De la thèse qui paraît, dans le système de Nicolas d’Autrecourt, avoir joué le rôle principal, nous savons que l’auteur ne la donnait pas comme certaine ; mais du moins la proposait-il[1] comme probable, et même comme plus probable que la thèse contraire. Or, il s’agit d’une affirmation qui vise les substances. Nicolas ne s’est-il pas interdit à lui-même d’attribuer aucune espèce de probabilité à une semblable affirmation ?

À moins que l’on ne veuille accuser d’inconséquence flagrante ce logicien rigoureux à l’excès que fut Nicolas, on est, semble-t-il, réduit à admettre qu’il a proposé son système comme un ensemble d’hypothèses propres à sauver les choses qui apparaissent à notre perception externe ou interne, les seules choses dont nous avons la certitude immédiate et évidente ; sans doute, il jugeait que ses hypothèses, plus simplement que celles d’Aristote, sauvaient les apparences. Cette méthode eût été à l’imitation de Guillaume d’Ockam, dont Nicolas d’Autrecourt à si fortement subi l’influence. Est-ce bien celle qu’il a suivie ? Les textes nous manquent, qui donneraient réponse à cette question.

Sans chercher plus longtemps les raisons par lesquelles Nicolas d’Autrecourt justifiait son système de Physique et de Métaphysique, venons à l’exposé de ce système.

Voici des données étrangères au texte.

use alloy::primitives::{Address, U256};
use serde_json::json;

use unlock_wallet_core::{GatewayError, LockSnapshot, RpcSender, UNLIMITED_KEYS_COUNT};

use crate::abi::{
    eth_call, from_base_units, parse_quantity, quantity_to_u64, Erc20, LockReader,
};

#[derive(Debug, Clone, Copy)]
pub(crate) enum SupplyGetter {
    OutstandingKeys,
    /// Renamed from `outstandingKeys` in 1.0 contracts.
    TotalSupply,
}

#[derive(Debug, Clone, Copy)]
pub(crate) struct LockLayout {
    pub supply: SupplyGetter,
    pub erc20: bool,
    pub reports_version: bool,
}

pub(crate) async fn read_lock(
    rpc: &dyn RpcSender,
    lock: Address,
    layout: LockLayout,
) -> Result<LockSnapshot, GatewayError> {
    let (key_price, expiration, max_keys, owner, supply, as_of) = tokio::try_join!(
        eth_call(rpc, lock, LockReader::keyPriceCall {}),
        eth_call(rpc, lock, LockReader::expirationDurationCall {}),
        eth_call(rpc, lock, LockReader::maxNumberOfKeysCall {}),
        eth_call(rpc, lock, LockReader::ownerCall {}),
        read_supply(rpc, lock, layout.supply),
        block_number(rpc),
    )?;

    let token = if layout.erc20 {
        eth_call(rpc, lock, LockReader::tokenAddressCall {}).await?._0
    } else {
        Address::ZERO
    };
    let public_lock_version = if layout.reports_version {
        let raw = eth_call(rpc, lock, LockReader::publicLockVersionCall {})
            .await?
            ._0;
        Some(quantity_to_u64(raw, "publicLockVersion")?)
    } else {
        None
    };

    let (balance, decimals, currency_contract_address) = if token == Address::ZERO {
        let raw = rpc
            .send("eth_getBalance", json!([lock.to_string(), "latest"]))
            .await?;
        (parse_quantity(&raw)?, 18u8, None)
    } else {
        let (balance, decimals) = tokio::try_join!(
            eth_call(rpc, token, Erc20::balanceOfCall { owner: lock }),
            eth_call(rpc, token, Erc20::decimalsCall {}),
        )?;
        (balance._0, decimals._0, Some(token))
    };

    Ok(LockSnapshot {
        key_price: from_base_units(key_price._0, decimals)?,
        expiration_duration: quantity_to_u64(expiration._0, "expirationDuration")?,
        max_number_of_keys: max_keys_count(max_keys._0)?,
        owner: owner._0,
        balance: from_base_units(balance, decimals)?,
        outstanding_keys: supply,
        currency_contract_address,
        public_lock_version,
        as_of,
    })
}

async fn read_supply(
    rpc: &dyn RpcSender,
    lock: Address,
    getter: SupplyGetter,
) -> Result<u64, GatewayError> {
    let raw = match getter {
        SupplyGetter::OutstandingKeys => {
            eth_call(rpc, lock, LockReader::outstandingKeysCall {})
                .await?
                ._0
        }
        SupplyGetter::TotalSupply => eth_call(rpc, lock, LockReader::totalSupplyCall {}).await?._0,
    };
    quantity_to_u64(raw, "outstandingKeys")
}

async fn block_number(rpc: &dyn RpcSender) -> Result<u64, GatewayError> {
    let raw = rpc.send("eth_blockNumber", json!([])).await?;
    quantity_to_u64(parse_quantity(&raw)?, "blockNumber")
}

/// `2^256 - 1` is how contracts spell "unlimited".
pub(crate) fn max_keys_count(raw: U256) -> Result<i64, GatewayError> {
    if raw == U256::MAX {
        return Ok(UNLIMITED_KEYS_COUNT);
    }
    let count = quantity_to_u64(raw, "maxNumberOfKeys")?;
    i64::try_from(count)
        .map_err(|_| GatewayError::InvalidResponse("maxNumberOfKeys does not fit in i64".to_owned()))
}
//! Adapters for collaborators that take callbacks instead of awaiting.

use std::future::Future;

use tokio::sync::broadcast::{self, error::RecvError};
use tokio::task::JoinHandle;

use unlock_wallet_core::{GatewayError, GatewayEvent};

/// Awaits `operation` and hands its outcome to `callback`.
pub async fn with_callback<T, Fut, F>(operation: Fut, callback: F)
where
    Fut: Future<Output = Result<T, GatewayError>>,
    F: FnOnce(Result<T, GatewayError>),
{
    callback(operation.await);
}

/// Delivers every event from `events` to `listener` until the bus closes.
pub fn forward_events<F>(mut events: broadcast::Receiver<GatewayEvent>, mut listener: F) -> JoinHandle<()>
where
    F: FnMut(GatewayEvent) + Send + 'static,
{
    tokio::spawn(async move {
        loop {
            match events.recv().await {
                Ok(event) => listener(event),
                Err(RecvError::Lagged(skipped)) => {
                    tracing::warn!(skipped, "event listener lagged behind");
                }
                Err(RecvError::Closed) => break,
            }
        }
    })
}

Voici la proposition qui paraît y jouer le rôle essentiel :

« Les choses[2] qui sont absolument permanentes, qu’elles soient des substances ou des accidents, dont on dit communément qu’elles sont engendrées et détruites, sont des choses éternelles. »

« Il vaut mieux[3] donner son assentiment à cette proposition : Les choses permanentes sont éternelles, qu’à la proposition contraire. »

« L’Univers[4] est absolument parfait, en lui-même et en chacune de ses parties ; ni dans le tout ni dans aucune partie, ne saurait se trouver la moindre imperfection ; c’est pourquoi il faut que le tout soit éternel aussi bien que ses diverses parties, qu’il n’y ait jamais, en eux, passage du non-être à l’être ni inverse-

  1. Joseph Lappe, Op. laud.
  2. Joseph Lappe, Op. laud., p. 37..
  3. Joseph Lappe, Op. laud., p. 39..
  4. Joseph Lappe, Op. laud., p. 38..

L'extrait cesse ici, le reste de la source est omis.